Ребенку предстоит научиться пользоваться собственным телом, разделять действительность и сферу фантазии, воображения. Ему предстоит понять, что слова – это не просто звуки, как, например, писк игрушки или звук музыкального инструмента, а способ обозначения вещей, зачастую даже отсутствующих в поле его зрения. И это не говоря уже о понятиях, которые не имеют объективно определяемого субстрата, – «добрый», «хороший», «честный», «внимательный» и так далее (ничего этого не «пощупаешь».) Ребенку предстоит освоить свой собственный психический аппарат – научиться концентрировать внимание, справляться со своей «разбросанностью», преодолевать страх, адекватно выражать свои эмоции и так далее. Кроме того, ребенку нужно будет научиться себя «правильно вести», сформировать и отработать массу социальных ролей («сына» или «дочери», «внука» или «внучки», «друга», «школьника» и так далее). Это огромная работа, которая идет этапами. И тут спешить не только бесполезно, но и вредно.

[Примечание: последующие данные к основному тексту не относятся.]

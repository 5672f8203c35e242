//! Document serialization: [`Document`] to and from the editable XML tree
//!
//! The tree carries everything needed for exact reconstruction: the header
//! bytes and every group prefix as base64 attributes/text, the tag marker
//! list on the header element, and the fallback flag on entries whose
//! bytes were not valid Shift-JIS.

use crate::document::{Document, Entry, EntryGroup, TblError};

use base64::engine::general_purpose::STANDARD;
use base64::Engine;
use quick_xml::events::{BytesDecl, BytesEnd, BytesStart, BytesText, Event};
use quick_xml::{Reader, Writer};

// XML tree constants
const ROOT_TAG: &str = "root";
const DOC_TAG: &str = "doc";
const HEADER_TAG: &str = "header";
const GROUP_TAG: &str = "Group";
const ENTRY_TAG: &str = "Entry";

/// Serialize a document to the editable XML form.
///
/// # Errors
/// Returns an error if XML serialization fails.
pub fn to_xml(doc: &Document) -> Result<String, TblError> {
    let mut output = Vec::new();
    let mut writer = Writer::new_with_indent(&mut output, b' ', 2);

    writer.write_event(Event::Decl(BytesDecl::new("1.0", Some("utf-8"), None)))?;
    writer.write_event(Event::Start(BytesStart::new(ROOT_TAG)))?;
    writer.write_event(Event::Start(BytesStart::new(DOC_TAG)))?;

    let mut header = BytesStart::new(HEADER_TAG);
    if !doc.tags.is_empty() {
        header.push_attribute(("tags", doc.tags.join(",").as_str()));
    }
    if doc.header.is_empty() {
        writer.write_event(Event::Empty(header))?;
    } else {
        writer.write_event(Event::Start(header))?;
        writer.write_event(Event::Text(BytesText::new(&STANDARD.encode(&doc.header))))?;
        writer.write_event(Event::End(BytesEnd::new(HEADER_TAG)))?;
    }

    for (idx, group) in doc.groups.iter().enumerate() {
        let mut el = BytesStart::new(GROUP_TAG);
        el.push_attribute(("type", group.tag.as_str()));
        el.push_attribute(("data", STANDARD.encode(&group.prefix).as_str()));
        el.push_attribute(("idx", idx.to_string().as_str()));

        if group.entries.is_empty() {
            writer.write_event(Event::Empty(el))?;
            continue;
        }

        writer.write_event(Event::Start(el))?;
        for entry in &group.entries {
            write_entry(&mut writer, entry)?;
        }
        writer.write_event(Event::End(BytesEnd::new(GROUP_TAG)))?;
    }

    writer.write_event(Event::End(BytesEnd::new(DOC_TAG)))?;
    writer.write_event(Event::End(BytesEnd::new(ROOT_TAG)))?;

    let mut xml = String::from_utf8(output)
        .map_err(|e| TblError::Encoding(format!("serializer produced invalid UTF-8: {}", e)))?;
    xml.push('\n');

    tracing::debug!(groups = doc.groups.len(), "serialized document");
    Ok(xml)
}

fn write_entry<W: std::io::Write>(
    writer: &mut Writer<W>,
    entry: &Entry,
) -> Result<(), TblError> {
    match entry {
        Entry::Opaque { data } => {
            let mut el = BytesStart::new(ENTRY_TAG);
            el.push_attribute(("data", STANDARD.encode(data).as_str()));
            writer.write_event(Event::Empty(el))?;
        }
        Entry::Text { text, fallback } => {
            let mut el = BytesStart::new(ENTRY_TAG);
            if *fallback {
                el.push_attribute(("b64_encoded", "true"));
            }
            writer.write_event(Event::Start(el))?;
            writer.write_event(Event::Text(BytesText::new(text)))?;
            writer.write_event(Event::End(BytesEnd::new(ENTRY_TAG)))?;
        }
    }
    Ok(())
}

/// Entry element state while its text content is still pending
struct PendingEntry {
    data: Option<Vec<u8>>,
    fallback: bool,
    text: String,
}

/// Deserialize the editable XML form back to a document.
///
/// # Errors
/// Fails on XML that violates the tree shape: a group without `type` or
/// `data`, an entry with neither payload nor text, or a `b64_encoded`
/// value that is not exactly `true` or `false`.
pub fn from_xml(content: &str) -> Result<Document, TblError> {
    let mut reader = Reader::from_str(content);
    // Entry text is translation content; never trim it
    reader.trim_text(false);

    let mut doc = Document {
        header: Vec::new(),
        tags: Vec::new(),
        groups: Vec::new(),
    };

    let mut buf = Vec::new();
    let mut in_header = false;
    let mut header_b64 = String::new();
    let mut current_group: Option<EntryGroup> = None;
    let mut current_entry: Option<PendingEntry> = None;

    loop {
        match reader.read_event_into(&mut buf) {
            Ok(Event::Start(e)) => match e.name().as_ref() {
                b"header" => {
                    doc.tags = read_header_tags(&e)?;
                    in_header = true;
                }
                b"Group" => {
                    current_group = Some(read_group_start(&e)?);
                }
                b"Entry" => {
                    current_entry = Some(read_entry_start(&e)?);
                }
                _ => {}
            },
            Ok(Event::Empty(e)) => match e.name().as_ref() {
                b"header" => {
                    doc.tags = read_header_tags(&e)?;
                }
                b"Group" => {
                    doc.groups.push(read_group_start(&e)?);
                }
                b"Entry" => {
                    let pending = read_entry_start(&e)?;
                    finish_entry(&mut doc, &mut current_group, pending)?;
                }
                _ => {}
            },
            Ok(Event::Text(e)) => {
                if in_header {
                    header_b64.push_str(&e.unescape()?);
                } else if let Some(entry) = current_entry.as_mut() {
                    entry.text.push_str(&e.unescape()?);
                }
            }
            Ok(Event::End(e)) => match e.name().as_ref() {
                b"header" => {
                    in_header = false;
                    doc.header = STANDARD.decode(header_b64.trim()).map_err(|e| {
                        TblError::Encoding(format!("invalid base64 in header: {}", e))
                    })?;
                }
                b"Group" => {
                    let group = current_group.take().ok_or_else(|| {
                        TblError::Structure("group end without a group start".to_string())
                    })?;
                    doc.groups.push(group);
                }
                b"Entry" => {
                    let pending = current_entry.take().ok_or_else(|| {
                        TblError::Structure("entry end without an entry start".to_string())
                    })?;
                    finish_entry(&mut doc, &mut current_group, pending)?;
                }
                _ => {}
            },
            Ok(Event::Eof) => break,
            Err(e) => return Err(TblError::Xml(e)),
            _ => {}
        }
        buf.clear();
    }

    tracing::debug!(groups = doc.groups.len(), "deserialized document");
    Ok(doc)
}

fn read_header_tags(el: &BytesStart<'_>) -> Result<Vec<String>, TblError> {
    for attr in el.attributes() {
        let attr = attr?;
        if attr.key.as_ref() == b"tags" {
            let raw = attr.unescape_value()?;
            return Ok(raw.split(',').map(str::to_string).collect());
        }
    }
    Ok(Vec::new())
}

fn read_group_start(el: &BytesStart<'_>) -> Result<EntryGroup, TblError> {
    let mut tag: Option<String> = None;
    let mut prefix: Option<Vec<u8>> = None;

    for attr in el.attributes() {
        let attr = attr?;
        match attr.key.as_ref() {
            b"type" => tag = Some(attr.unescape_value()?.into_owned()),
            b"data" => {
                let raw = attr.unescape_value()?;
                prefix = Some(STANDARD.decode(raw.as_ref()).map_err(|e| {
                    TblError::Encoding(format!("invalid base64 in group data: {}", e))
                })?);
            }
            _ => {}
        }
    }

    Ok(EntryGroup {
        tag: tag.ok_or_else(|| {
            TblError::Structure("group element without a type attribute".to_string())
        })?,
        prefix: prefix.ok_or_else(|| {
            TblError::Structure("group element without a data attribute".to_string())
        })?,
        entries: Vec::new(),
    })
}

fn read_entry_start(el: &BytesStart<'_>) -> Result<PendingEntry, TblError> {
    let mut pending = PendingEntry {
        data: None,
        fallback: false,
        text: String::new(),
    };

    for attr in el.attributes() {
        let attr = attr?;
        match attr.key.as_ref() {
            b"data" => {
                let raw = attr.unescape_value()?;
                pending.data = Some(STANDARD.decode(raw.as_ref()).map_err(|e| {
                    TblError::Encoding(format!("invalid base64 in entry data: {}", e))
                })?);
            }
            b"b64_encoded" => pending.fallback = parse_bool(&attr.unescape_value()?)?,
            _ => {}
        }
    }

    Ok(pending)
}

fn finish_entry(
    doc: &mut Document,
    current_group: &mut Option<EntryGroup>,
    pending: PendingEntry,
) -> Result<(), TblError> {
    let group = current_group.as_mut().ok_or_else(|| {
        TblError::Structure("entry element outside of a group".to_string())
    })?;

    let entry = if let Some(data) = pending.data {
        Entry::Opaque { data }
    } else if !pending.text.is_empty() {
        Entry::Text {
            text: pending.text,
            fallback: pending.fallback,
        }
    } else {
        return Err(TblError::MalformedEntry {
            group: doc.groups.len(),
            entry: group.entries.len(),
        });
    };

    group.entries.push(entry);
    Ok(())
}

/// Strict boolean attribute parse. Only the exact literals are accepted;
/// anything else aborts the deserialize.
fn parse_bool(raw: &str) -> Result<bool, TblError> {
    match raw {
        "true" => Ok(true),
        "false" => Ok(false),
        other => Err(TblError::Structure(format!(
            "invalid boolean attribute value: {:?}",
            other
        ))),
    }
}

#[cfg(test)]
mod tests {
    use super::*;
    use crate::parser::TblParser;
    use crate::writer::TblWriter;

    fn tags(names: &[&str]) -> Vec<String> {
        names.iter().map(|s| s.to_string()).collect()
    }

    fn sample_document() -> Document {
        Document {
            header: b"HDR\x00".to_vec(),
            tags: tags(&["TAG1", "TAG2"]),
            groups: vec![
                EntryGroup {
                    tag: "TAG1".to_string(),
                    prefix: b"AB\x00".to_vec(),
                    entries: vec![
                        Entry::Text {
                            text: "Hello".to_string(),
                            fallback: false,
                        },
                        Entry::Opaque {
                            data: b"o\x01".to_vec(),
                        },
                        Entry::Text {
                            text: "gg==".to_string(),
                            fallback: true,
                        },
                    ],
                },
                EntryGroup {
                    tag: "TAG2".to_string(),
                    prefix: Vec::new(),
                    entries: Vec::new(),
                },
            ],
        }
    }

    #[test]
    fn test_document_roundtrip() {
        let doc = sample_document();
        let xml = to_xml(&doc).unwrap();
        let parsed = from_xml(&xml).unwrap();
        assert_eq!(parsed, doc);
    }

    #[test]
    fn test_xml_shape() {
        let xml = to_xml(&sample_document()).unwrap();
        assert!(xml.contains(r#"<header tags="TAG1,TAG2">"#));
        assert!(xml.contains(r#"<Group type="TAG1" data="QUIA" idx="0">"#));
        assert!(xml.contains("<Entry>Hello</Entry>"));
        assert!(xml.contains(r#"b64_encoded="true""#));
        // Empty group serializes as a childless element
        assert!(xml.contains(r#"<Group type="TAG2" data="" idx="1"/>"#));
    }

    #[test]
    fn test_empty_group_survives_roundtrip() {
        let doc = sample_document();
        let parsed = from_xml(&to_xml(&doc).unwrap()).unwrap();
        assert_eq!(parsed.groups.len(), 2);
        assert!(parsed.groups[1].entries.is_empty());
    }

    #[test]
    fn test_entry_text_with_markup_characters() {
        let doc = Document {
            header: Vec::new(),
            tags: tags(&["TAG1"]),
            groups: vec![EntryGroup {
                tag: "TAG1".to_string(),
                prefix: Vec::new(),
                entries: vec![Entry::Text {
                    text: "a < b & c".to_string(),
                    fallback: false,
                }],
            }],
        };
        let parsed = from_xml(&to_xml(&doc).unwrap()).unwrap();
        assert_eq!(parsed, doc);
    }

    #[test]
    fn test_strict_boolean_rejects_other_literals() {
        let xml = r#"<root><doc><header tags="TAG1">SERFUAA=</header>
<Group type="TAG1" data="" idx="0"><Entry b64_encoded="True">gg==</Entry></Group>
</doc></root>"#;
        assert!(matches!(from_xml(xml), Err(TblError::Structure(_))));
    }

    #[test]
    fn test_entry_without_payload_or_text_is_malformed() {
        let xml = r#"<root><doc><header tags="TAG1">SERFUAA=</header>
<Group type="TAG1" data="" idx="0"><Entry></Entry></Group>
</doc></root>"#;
        assert!(matches!(
            from_xml(xml),
            Err(TblError::MalformedEntry { group: 0, entry: 0 })
        ));
    }

    #[test]
    fn test_group_without_type_is_structural_error() {
        let xml = r#"<root><doc><header/><Group data="" idx="0"/></doc></root>"#;
        assert!(matches!(from_xml(xml), Err(TblError::Structure(_))));
    }

    #[test]
    fn test_full_pipeline_byte_identity() {
        let data = b"\x10\x20ITEM\x00ITEMAB\x00Hello\x01World%s\x00ITEM\x00ITEM\x82\xF0\x00";
        let markers = tags(&["ITEM"]);

        let doc = TblParser::new().parse(data, &markers).unwrap();
        let xml = to_xml(&doc).unwrap();
        let edited = from_xml(&xml).unwrap();
        assert_eq!(edited, doc);

        let rebuilt = TblWriter::new().write(&edited).unwrap();
        assert_eq!(rebuilt, &data[..]);
    }
}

Сначала, на первом году жизни, ребенок представляет собой «биологическое существо». Он тратит этот год, чтобы встроиться в свой собственный организм, «одеть его на себя», научиться его понимать (например, отличать голод от страха, а боль в животе от боли в пальце), а еще им пользоваться (и тут всё, начиная с опорного аппарата, заканчивая аппаратом голосовой артикуляции). Это примерно то же самое, как если нас одеть в огромный, тяжелый акваланг и заставить научиться в нем жить «на постоянной основе». Непростое занятие, доложу я вам! Параллельно, ребенок делает еще массу дел – учится устанавливать контакт с другими людьми, выражать свои эмоции, демонстрировать свое состояние, причины беспокойства.

Далее, сразу после первого года жизни, перед ребенком открываются новые, колоссальные возможности – он начинает ходить. Это период, когда малыш переключается с изучения себя на изучение своего мира. Последнее уточнение очень важно: предмет его изучения – это не «окружающий мир», как мы его понимаем, а именно его мир. Разницы, границы между собой и миром ребенок пока не понимает и не чувствует, он в каком-то смысле просто сам становится больше, охватывая и вовлекая в свою жизнь все, что замечает. Причем, стоит этому миру исчезнуть из поля его – детского – восприятия, и он для ребенка уже не существует. Для него существует только то, что он воспринимает: видит – значит, оно есть, а отвернулся – и до свидания, как и не было.

Излюбленная игра детей семи-восьми месяцев – это «убийство и возрождение» предметов. Молодые родители часто недоумевают, что так радует ребенка, когда он сбрасывает, например, свои носочки с пеленального стола (наша Сонечка, к слову, развлекалась именно носочками). На самом же деле, это неподдельное веселье ребенка легко понять. Для него существует только то, что он видит, и когда носок падает, он пропадает из поля зрения, убивается. А когда родитель его достает, он рождается сызнова, словно из небытия. Фантастика! Ребенок ликует! Только вот родитель, не понимая этих истинных причин поведения собственного ребенка, частенько злится: «Надо же, еще такой маленький, а уже вещи разбрасывает, что будет дальше – страшно даже подумать!»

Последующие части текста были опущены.